Inadequacy of price or consideration, alone, will not convert an absolute conveyance into a security for the repayment of money. — Conway v. Alexander, supra; Holmes v. Fresh, supra; Lane v. Dickerson, 10 Yerger, 373; Moss v. Green, 10 Leigh, 251, and cases therein cited by Parker, J.

The transaction which the complainants allege 'to be a mortgage, occurred on the 26th June, 1847, between the de-féndant, Hendrix, and the complainant Sarah, who was then unmarried and known by the name of Sarah Smith. The debt, which it is alleged was intended to be secured by the transaction, was a debt for $53 71, due to Hendrix by John C. West, by account. Hendrix receipted the. account as follows, “ Rec’d the above fifty-three dollars and seventy-one cents, in full, of J. C. West, pr. Sarah Smith. J. M. Hendrix, 26 June, 1847.”'

The account, thus receipted, was surrendered to' Sarah Smith; and she executed the absolute deed to Hendrix, and received from him an instrument, a copy of which is shown in ‘ Exhibit A’ to the bill. There was no debt between Sarah Smith and Hendrix, and no loan.

After this transaction, we cannot see from the evidence, how Hendrix could have compelled payment, either from Sarah Smith or John C. West. The evidence is insufficient to authorize us to say that the debt of John 0. West to Hendrix was not satisfied by this transaction, or that any new debt was created. The rule is, that when there is a deed absolute in its terms, and the right of redemption is denied by the answer, a court of equity will not treat it as a mortgage, unless the proofs are clear, consistent, and convincing, that it was not an absolute purchase, and that the object of the transaction in its original construction, as understood by both parties, was to create a security for money. — Chapman v. Hughes, supra; Freeman v. Baldwin, supra; Bryan v. Cowart, 21 Ala. Rep. 92; Brantley v. West, 27 Ala. Rep. 552; Franklin v. Roberts, 2 Iredell’s Eq. Rep. 560; Lane v. Dickerson, 10 Yerger, 373; Moss v. Green, supra.

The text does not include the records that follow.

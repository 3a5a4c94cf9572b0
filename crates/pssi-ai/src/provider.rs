use async_trait::async_trait;
use serde::{Deserialize, Serialize};

pub const DEFAULT_TEMPERATURE: f32 = 0.7;
pub const DEFAULT_MAX_TOKENS: u32 = 1000;

#[derive(Debug, Clone, Copy, PartialEq, Eq, Hash, Serialize, Deserialize)]
#[serde(rename_all = "lowercase")]
pub enum ProviderKind {
    OpenAI,
    Anthropic,
    Gemini,
}

impl ProviderKind {
    /// Every provider, in auto-selection order.
    pub const ALL: [ProviderKind; 3] = [
        ProviderKind::OpenAI,
        ProviderKind::Anthropic,
        ProviderKind::Gemini,
    ];

    pub fn id(&self) -> &'static str {
        match self {
            ProviderKind::OpenAI => "openai",
            ProviderKind::Anthropic => "anthropic",
            ProviderKind::Gemini => "gemini",
        }
    }

    pub fn display_name(&self) -> &'static str {
        match self {
            ProviderKind::OpenAI => "OpenAI GPT-4o",
            ProviderKind::Anthropic => "Anthropic Claude 3.5",
            ProviderKind::Gemini => "Google Gemini 2.0",
        }
    }

    pub fn default_model(&self) -> &'static str {
        match self {
            ProviderKind::OpenAI => "gpt-4o",
            ProviderKind::Anthropic => "claude-3-5-sonnet-20241022",
            ProviderKind::Gemini => "gemini-2.0-flash-exp",
        }
    }

    /// Credential variables, build-time-exposed name first.
    pub fn env_vars(&self) -> [&'static str; 2] {
        match self {
            ProviderKind::OpenAI => ["VITE_OPENAI_API_KEY", "OPENAI_API_KEY"],
            ProviderKind::Anthropic => ["VITE_ANTHROPIC_API_KEY", "ANTHROPIC_API_KEY"],
            ProviderKind::Gemini => ["VITE_GEMINI_API_KEY", "GEMINI_API_KEY"],
        }
    }
}

impl std::fmt::Display for ProviderKind {
    fn fmt(&self, f: &mut std::fmt::Formatter<'_>) -> std::fmt::Result {
        write!(f, "{}", self.id())
    }
}

impl std::str::FromStr for ProviderKind {
    type Err = String;

    fn from_str(s: &str) -> Result<Self, Self::Err> {
        match s.to_lowercase().as_str() {
            "openai" | "gpt-4o" | "gpt-4" => Ok(ProviderKind::OpenAI),
            "anthropic" | "claude" => Ok(ProviderKind::Anthropic),
            "gemini" | "google" => Ok(ProviderKind::Gemini),
            _ => Err(format!("Unknown provider: {}", s)),
        }
    }
}

/// A single completion request, independent of the provider's wire format.
#[derive(Debug, Clone, PartialEq)]
pub struct ProviderRequest {
    pub provider: ProviderKind,
    pub prompt: String,
    pub system: Option<String>,
    pub model: Option<String>,
    pub temperature: Option<f32>,
    pub max_tokens: Option<u32>,
}

impl ProviderRequest {
    pub fn new(provider: ProviderKind, prompt: impl Into<String>) -> Self {
        Self {
            provider,
            prompt: prompt.into(),
            system: None,
            model: None,
            temperature: None,
            max_tokens: None,
        }
    }

    pub fn with_system(mut self, system: impl Into<String>) -> Self {
        self.system = Some(system.into());
        self
    }

    pub fn with_model(mut self, model: Option<String>) -> Self {
        self.model = model.filter(|m| !m.trim().is_empty());
        self
    }

    pub fn with_temperature(mut self, temperature: f32) -> Self {
        self.temperature = Some(temperature);
        self
    }

    pub fn with_max_tokens(mut self, max_tokens: u32) -> Self {
        self.max_tokens = Some(max_tokens);
        self
    }

    pub fn model(&self) -> &str {
        self.model
            .as_deref()
            .unwrap_or_else(|| self.provider.default_model())
    }

    pub fn temperature(&self) -> f32 {
        self.temperature.unwrap_or(DEFAULT_TEMPERATURE)
    }

    pub fn max_tokens(&self) -> u32 {
        self.max_tokens.unwrap_or(DEFAULT_MAX_TOKENS)
    }
}

#[derive(Debug, Clone, Copy, PartialEq, Eq, Serialize, Deserialize)]
#[serde(rename_all = "camelCase")]
pub struct Usage {
    pub prompt_tokens: u32,
    pub completion_tokens: u32,
    pub total_tokens: u32,
}

/// Uniform shape every provider answer is normalized into.
#[derive(Debug, Clone, PartialEq, Serialize, Deserialize)]
#[serde(rename_all = "camelCase")]
pub struct ProviderResponse {
    pub success: bool,
    pub provider: ProviderKind,
    pub model: String,
    pub content: String,
    #[serde(skip_serializing_if = "Option::is_none")]
    pub usage: Option<Usage>,
    #[serde(skip_serializing_if = "Option::is_none")]
    pub error: Option<String>,
}

impl ProviderResponse {
    pub fn completed(
        provider: ProviderKind,
        model: impl Into<String>,
        content: impl Into<String>,
        usage: Option<Usage>,
    ) -> Self {
        Self {
            success: true,
            provider,
            model: model.into(),
            content: content.into(),
            usage,
            error: None,
        }
    }

    pub fn failed(provider: ProviderKind, model: impl Into<String>, error: impl Into<String>) -> Self {
        Self {
            success: false,
            provider,
            model: model.into(),
            content: String::new(),
            usage: None,
            error: Some(error.into()),
        }
    }
}

#[async_trait]
pub trait ChatProvider: Send + Sync {
    /// Provider this client talks to
    fn kind(&self) -> ProviderKind;

    /// Issue exactly one completion call
    async fn complete(&self, request: &ProviderRequest) -> crate::Result<ProviderResponse>;
}

/// Turn a non-2xx answer into a provider error, preferring the upstream
/// `error.message` over the generic fallback.
pub(crate) async fn upstream_error(
    provider: ProviderKind,
    response: reqwest::Response,
    fallback: &str,
) -> crate::Error {
    let status = response.status().as_u16();
    let body = response.text().await.unwrap_or_default();

    let message = serde_json::from_str::<serde_json::Value>(&body)
        .ok()
        .and_then(|v| {
            v.pointer("/error/message")
                .and_then(|m| m.as_str())
                .map(str::to_string)
        })
        .unwrap_or_else(|| fallback.to_string());

    tracing::warn!("{} returned HTTP {}: {}", provider, status, message);

    crate::Error::Provider {
        provider,
        status,
        message,
    }
}

/// Decode a success body, reporting malformed payloads as parse errors.
pub(crate) fn decode<T: serde::de::DeserializeOwned>(
    provider: ProviderKind,
    body: &str,
) -> crate::Result<T> {
    serde_json::from_str(body).map_err(|e| {
        crate::Error::ParseError(format!("Unexpected {} response: {}", provider, e))
    })
}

*236Our opinion is, that the transaction was not a mortgage, but a sale accompanied by an agreement to re-sell on the payment of $55 91, on or before the 1st day of .January next after the sale. — Hickman v. Cantrell, 9 Yerger, 172; Lane v. Dickerson, 10 Yerger, 373.

The decree of the chancellor is affirmed, at the cost of the appellants.